For fun we give a detailed proof that does not use any material on quadratic congruences. The proof is elementary, a mild variant of Euclid's proof that there are infinitely many primes.

We want to prove that there are infinitely many primes which are not of the form $n^2+2$.

If $n^2+2$ is to be an odd prime, $n$ must be odd. And if $n$ is odd, then $n^2\equiv 1\pmod{8}$. It follows that $n^2+2\equiv 3\pmod{8}$.

So it suffices to prove that there are infinitely many primes which are not congruent to $3$ modulo $8$.

Let $b$ be any positive integer. We show that there is a prime $p\gt b$ such that $p$ is not of the form $8k+3$. Let $$N=8b! -1.$$ Note that any prime divisor $p$ of $N$ is greater than $b$. For if $p\le b$, then $p$ divides $8b!$. And if $p$ divides $8b!$ and $8b!-1$, then $p$ divides $1$, which is impossible.

We claim that $N$ has at least one prime divisor $p$ which is not of the form $8k_3$. It will follow that there must be primes $\gt b$ not of the shape $n^2+2$ beyond $b$.
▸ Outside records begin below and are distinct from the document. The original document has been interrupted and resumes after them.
#[cfg(test)]
mod tests {
    use super::*;
    use serde_json::json;

    fn jpeg(size: usize) -> ImageUpload {
        ImageUpload::new("leaf.jpg", "image/jpeg", vec![0xFF; size])
    }

    fn detection() -> DetectionResult {
        DetectionResult::from_response(&json!({
            "predicted_class": "Tomato___Late_blight",
            "crop": "Tomato",
            "confidence": 0.91,
            "risk_assessment": { "overall_risk": "High" }
        }))
    }

    fn online() -> AgriDoctor {
        let mut model = AgriDoctor::new();
        model.update(Msg::ConnectivityChecked(true));
        model
    }

    fn resulted() -> AgriDoctor {
        let mut model = online();
        model.update(Msg::SelectImage(jpeg(1024)));
        model.update(Msg::Analyze);
        model.update(Msg::AnalysisFinished(Ok(detection())));
        model
    }

    #[test]
    fn connectivity_sub_machine() {
        let mut model = AgriDoctor::new();
        assert_eq!(model.api_status(), ApiStatus::Checking);
        assert_eq!(model.api_status_text(), "Checking...");

        assert_eq!(model.update(Msg::CheckConnectivity), Some(Effect::CheckHealth));
        model.update(Msg::ConnectivityChecked(false));
        assert_eq!(model.api_status(), ApiStatus::Offline);
        assert_eq!(model.api_status_text(), "AI Service Offline");

        assert_eq!(model.update(Msg::CheckConnectivity), Some(Effect::CheckHealth));
        assert_eq!(model.api_status(), ApiStatus::Checking);
        model.update(Msg::ConnectivityChecked(true));
        assert_eq!(model.api_status_text(), "AI Service Online");
    }

    #[test]
    fn invalid_pick_from_idle_holds_no_image() {
        let mut model = online();
        model.update(Msg::SelectImage(ImageUpload::new("a.gif", "image/gif", vec![1])));

        assert_eq!(
            model.error_message(),
            Some("Please select a valid image file (JPEG, PNG, BMP, or TIFF)")
        );
        assert!(model.image().is_none());
        assert_eq!(model.update(Msg::Analyze), None);
    }

    #[test]
    fn oversized_pick_keeps_previous_image_and_drops_result() {
        let mut model = resulted();
        model.update(Msg::SelectImage(jpeg(10 * 1024 * 1024 + 1)));

        assert_eq!(model.error_message(), Some("Image size must be less than 10MB"));
        assert!(model.result().is_none());
        assert_eq!(model.image().map(|i| i.size()), Some(1024));
        assert!(model.can_analyze());
    }

    #[test]
    fn analyze_requires_online_service() {
        let mut model = AgriDoctor::new();
        model.update(Msg::SelectImage(jpeg(10)));
        assert_eq!(model.update(Msg::Analyze), None);
        assert_eq!(model.error_message(), Some(SERVICE_CHECKING));

        model.update(Msg::ConnectivityChecked(false));
        assert_eq!(model.update(Msg::Analyze), None);
        assert_eq!(model.error_message(), Some(SERVICE_UNAVAILABLE));
        assert!(model.image().is_some());
    }

    #[test]
    fn analyze_emits_one_detect_effect() {
        let mut model = online();
        model.update(Msg::SelectImage(jpeg(10)));
        assert!(model.can_analyze());

        let effect = model.update(Msg::Analyze);
        assert!(matches!(
            effect,
            Some(Effect::Detect { ref options, .. }) if options.include_explanation == Some(true)
        ));
        assert!(model.is_analyzing());
        assert!(!model.can_analyze());

        assert_eq!(model.update(Msg::Analyze), None);
    }

    #[test]
    fn image_is_locked_while_analyzing() {
        let mut model = online();
        model.update(Msg::SelectImage(ImageUpload::new("a.jpg", "image/jpeg", vec![1])));
        assert!(model.update(Msg::Analyze).is_some());

        model.update(Msg::SelectImage(ImageUpload::new("b.jpg", "image/jpeg", vec![2])));
        assert_eq!(model.update(Msg::Analyze), None);
        model.update(Msg::ClearImage);
        assert!(model.is_analyzing());

        model.update(Msg::AnalysisFinished(Ok(detection())));
        assert_eq!(model.image().map(|i| i.file_name.as_str()), Some("a.jpg"));
        assert!(model.result().is_some());
    }

    #[test]
    fn failure_keeps_image_for_retry() {
        let mut model = online();
        model.update(Msg::SelectImage(jpeg(10)));
        model.update(Msg::Analyze);
        model.update(Msg::AnalysisFinished(Err(ClientError::Timeout)));

        assert_eq!(
            model.error_message(),
            Some("Request timeout. The AI server might be busy.")
        );
        assert!(model.can_analyze());
        assert!(matches!(model.update(Msg::Analyze), Some(Effect::Detect { .. })));
    }

    #[test]
    fn stale_outcome_is_ignored() {
        let mut model = online();
        model.update(Msg::SelectImage(jpeg(10)));
        model.update(Msg::AnalysisFinished(Ok(detection())));
        assert!(matches!(model.stage(), Stage::ImageSelected { .. }));
    }

    #[test]
    fn new_image_discards_result() {
        let mut model = resulted();
        assert!(model.result().is_some());

        model.update(Msg::SelectImage(jpeg(20)));
        assert!(model.result().is_none());
        assert!(matches!(model.stage(), Stage::ImageSelected { image } if image.size() == 20));

        model.update(Msg::ClearImage);
        assert_eq!(model.stage(), &Stage::Idle);
    }

    #[test]
    fn report_guard_rejects_bad_pincodes_without_effect() {
        let mut model = resulted();

        assert_eq!(model.update(Msg::SubmitReport), None);
        assert_eq!(
            model.report().unwrap().error(),
            Some("Please enter a valid pincode")
        );

        for bad in ["12345", "abcde6"] {
            model.update(Msg::PincodeChanged(bad.into()));
            assert_eq!(model.report().unwrap().error(), None);
            assert_eq!(model.update(Msg::SubmitReport), None);
            assert_eq!(
                model.report().unwrap().error(),
                Some("Please enter a valid 6-digit pincode")
            );
        }

        model.update(Msg::PincodeChanged("560001".into()));
        let effect = model.update(Msg::SubmitReport);
        assert!(matches!(effect, Some(Effect::Report(ref r)) if r.pincode == "560001"));
    }

    #[test]
    fn double_submit_is_a_no_op() {
        let mut model = resulted();
        model.update(Msg::PincodeChanged("560001".into()));
        assert!(model.update(Msg::SubmitReport).is_some());
        assert!(model.report().unwrap().is_submitting());

        assert_eq!(model.update(Msg::SubmitReport), None);
        assert!(model.report().unwrap().is_submitting());
    }

    #[test]
    fn success_banner_clears_after_ttl() {
        let mut model = resulted();
        model.update(Msg::PincodeChanged("560001".into()));
        model.update(Msg::SubmitReport);
        model.update(Msg::ReportFinished(Ok(())));

        let deadline = model.banner_deadline().unwrap();
        assert!(model.report().unwrap().succeeded());

        model.update(Msg::Tick(deadline - Duration::from_millis(1)));
        assert!(model.report().unwrap().succeeded());

        model.update(Msg::Tick(deadline));
        assert_eq!(model.report().unwrap().status, ReportStatus::Idle);
        assert!(model.banner_deadline().is_none());
    }

    #[test]
    fn report_failure_persists_until_input_changes() {
        let mut model = resulted();
        model.update(Msg::PincodeChanged("560001".into()));
        model.update(Msg::SubmitReport);
        model.update(Msg::ReportFinished(Err(ClientError::Rejected {
            status: 500,
            message: "Failed to add disease information".into(),
        })));

        let far_future = Instant::now() + Duration::from_secs(3600);
        model.update(Msg::Tick(far_future));
        assert_eq!(
            model.report().unwrap().error(),
            Some("Failed to add disease information")
        );

        model.update(Msg::PincodeChanged("560002".into()));
        assert_eq!(model.report().unwrap().status, ReportStatus::Idle);
    }

    #[test]
    fn report_outcome_without_submission_is_ignored() {
        let mut model = resulted();
        model.update(Msg::ReportFinished(Ok(())));
        assert_eq!(model.report().unwrap().status, ReportStatus::Idle);
    }
}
It is easy to show that the product of two numbers that are congruent to $3$ modulo $8$ is congruent to $1$ modulo $8$. Thus the product of an even number of numbers all $\equiv 3\pmod{8}$ is congruent to $1$ modulo $8$, and the product of an odd number of numbers $\equiv 3\pmod{8}$ is congruent to $3$ modulo $8$.

But $N\equiv 7\pmod{8}$, so $N$ must have at least one prime divisor which is not of the form $8k+3$. This completes the proof that there are infinitely many primes which are not of the form $8k+3$.

Remark: Note that we have not shown that $N$ has no prime divisors of the form $8k+3$. That is probably in general false. But we have shown that for sure $N$ has a prime divisor which is not of that form, and that is enough to settle our problem.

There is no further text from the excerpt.